Athletics is history now for young Finns

The Finnish Sports Museum sits next to the old Olympic Stadium in Helsinki. It's jam-packed with some of the most important memorabilia in Olympic history. One of the seven gold medals won by Paavo Nurmi. All four gold medals won by ski jumper Matti Nykanen. A driving suit belonging to Mika Hakkinen is the only break in the long series of Olympic success stories.

By the end of the Athens Olympics last August, Finland had won a record low of just two medals. For the first time, none of them were gold. Marko Yli-Hannuksela took silver in the Greco-Roman wrestling, and Marko Kemppainen did likewise in the men's skeet shooting final.

Finland has a population of just over five million, with roughly the same pool of talent as Ireland. And they have exactly the same problems with Olympic sports, particularly athletics. Young people just aren't drawn to the sport anymore.

In a corner of the Sports Museum a television screen replays Finland's great Olympic moments. One of the highlights is watching Lasse Viren being tripped in the 10,000-metre final in 1972. The athlete who fell with him, Tunisia's Mohamed Gammoudi, stays stuck to the track while Viren immediately leaps back up. He catches up with the field and wins gold.

"That's 'sisu'," explains Jarkko Jarventaus, the London correspondent of Aamulehti. "It's a word which often describes the Finnish character. I suppose you could call it guts, not wanting to quit. But I don't know if Finnish sport has lost some sisu."

One of the most impressive buildings in Helsinki is the Hartwall Arena which houses the city's most important sporting facility - the ice hockey ring. The Jokers, the home team, nearly always attract sell-out crowds.

"Another of the most popular sports in Finland is baseball," says Jarventaus. "And, of course, soccer. But all the team sports are popular, and yes, I think athletics has suffered."

It's an identical situation to Ireland, where the GAA, soccer and rugby take the best young sporting talent. Finland also has a government-funded programme for high performance sports, but without the raw talent that will only go so far.

Before he went into national politics, Lasse Viren was doing some coaching. The national federation figured they'd be better off hiring a Kenyan, and gave the head coach position to Mike Kosgei.

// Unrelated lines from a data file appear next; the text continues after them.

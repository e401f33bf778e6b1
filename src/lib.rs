//! # jsondb
//!
//! An embedded JSON document store with:
//! - One directory per table, one pretty-printed JSON file per entry
//! - Serialized transactions (one worker, FIFO, no interleaving)
//! - Optional encryption at rest (scrypt + AES-256-CBC)
//! - Two-phase deletes (`drop()` → `confirm()` / `cancel()`)
//!
//! ## Architecture Overview
//!
//! ```text
//! ┌─────────────────────────────────────────────────────────────┐
//! │                        Callers                               │
//! │              (any thread, any number)                        │
//! └─────────────────────┬───────────────────────────────────────┘
//!                       │ transact(body)
//! ┌─────────────────────▼───────────────────────────────────────┐
//! │                 Transaction Queue                            │
//! │           (single worker, FIFO, to completion)               │
//! └─────────────────────┬───────────────────────────────────────┘
//!                       │ body(&Database)
//!          ┌────────────┴────────────┐
//!          ▼                         ▼
//!   ┌─────────────┐          ┌─────────────┐
//!   │    Table    │─────────▶│    Entry    │
//!   │ (directory) │          │   (file)    │
//!   └─────────────┘          └──────┬──────┘
//!                                   │
//!                                   ▼
//!                           ┌─────────────┐
//!                           │   Cipher    │
//!                           │ (optional)  │
//!                           └─────────────┘
//! ```
//!
//! ## On-Disk Layout
//!
//! ```text
//! {root}/.databases/db-{namespace}/{table}/{entry-id}.json
//! ```

// =============================================================================
// Module Declarations
// =============================================================================

pub mod error;
pub mod config;

pub mod crypto;
pub mod pending;
pub mod table;
pub mod transaction;
pub mod database;
pub mod store;

// =============================================================================
// Public API Re-exports
// =============================================================================

pub use error::{JsonDbError, Result};
pub use config::Config;
pub use crypto::{Cipher, KdfParams};
pub use database::Database;
pub use pending::PendingDelete;
pub use store::Store;
pub use table::{Document, Entry, EntryCollection, SelectOptions, SetOptions, Table};
pub use transaction::TransactionHandle;

// =============================================================================
// Version Info
// =============================================================================

/// Current version of jsondb
pub const VERSION: &str = env!("CARGO_PKG_VERSION");
//! EntryCollection
//!
//! Ordered, chainable view over entry handles.

use std::slice;
use std::vec;

use super::{Document, Entry};
use crate::error::{JsonDbError, Result};

/// An ordered list of entry handles
///
/// Holds handles, not snapshots: `data()` reads every file again.
#[derive(Debug, Clone, Default)]
pub struct EntryCollection {
    items: Vec<Entry>,
}

impl EntryCollection {
    pub fn new(items: Vec<Entry>) -> Self {
        Self { items }
    }

    /// Current handles, in order
    pub fn items(&self) -> &[Entry] {
        &self.items
    }

    pub fn into_items(self) -> Vec<Entry> {
        self.items
    }

    /// Read every document, in order
    pub fn data(&self) -> Result<Vec<Document>> {
        self.items.iter().map(Entry::data).collect()
    }

    /// Keep only handles matching `predicate`
    pub fn filter<F>(mut self, mut predicate: F) -> Self
    where
        F: FnMut(&Entry) -> bool,
    {
        self.items.retain(|entry| predicate(entry));
        self
    }

    /// `filter` with a predicate that can fail (e.g. one that reads `data()`)
    pub fn try_filter<F>(self, mut predicate: F) -> Result<Self>
    where
        F: FnMut(&Entry) -> Result<bool>,
    {
        let mut kept = Vec::with_capacity(self.items.len());
        for entry in self.items {
            if predicate(&entry)? {
                kept.push(entry);
            }
        }
        Ok(Self { items: kept })
    }

    /// Call `f(entry, index)` for every handle
    pub fn each<F>(self, mut f: F) -> Self
    where
        F: FnMut(&Entry, usize),
    {
        for (i, entry) in self.items.iter().enumerate() {
            f(entry, i);
        }
        self
    }

    /// Handle at position `index`
    pub fn at(&self, index: usize) -> Result<&Entry> {
        self.items.get(index).ok_or(JsonDbError::IndexOutOfBounds {
            index,
            len: self.items.len(),
        })
    }

    pub fn first(&self) -> Option<&Entry> {
        self.items.first()
    }

    /// Keep at most `limit` handles
    pub fn truncate(mut self, limit: usize) -> Self {
        self.items.truncate(limit);
        self
    }

    pub fn count(&self) -> usize {
        self.items.len()
    }

    pub fn is_empty(&self) -> bool {
        self.items.is_empty()
    }

    /// Ids of the current handles, in order
    pub fn ids(&self) -> Vec<&str> {
        self.items.iter().map(Entry::id).collect()
    }

    pub fn iter(&self) -> slice::Iter<'_, Entry> {
        self.items.iter()
    }
}

impl IntoIterator for EntryCollection {
    type Item = Entry;
    type IntoIter = vec::IntoIter<Entry>;

    fn into_iter(self) -> Self::IntoIter {
        self.items.into_iter()
    }
}

impl<'a> IntoIterator for &'a EntryCollection {
    type Item = &'a Entry;
    type IntoIter = slice::Iter<'a, Entry>;

    fn into_iter(self) -> Self::IntoIter {
        self.items.iter()
    }
}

"I never really aimed to be head coach," says Viren. "But that was like the death knell to my coaching ambitions. But there are so many other problems in athletics. I certainly think pace-making has helped ruin the sport. I know in the 1970s you would watch a race and usually didn't know who would win."

So with the World Championships returning to Helsinki in August there's a quiet acceptance that Finland won't win any gold medals, it's just the way it is now.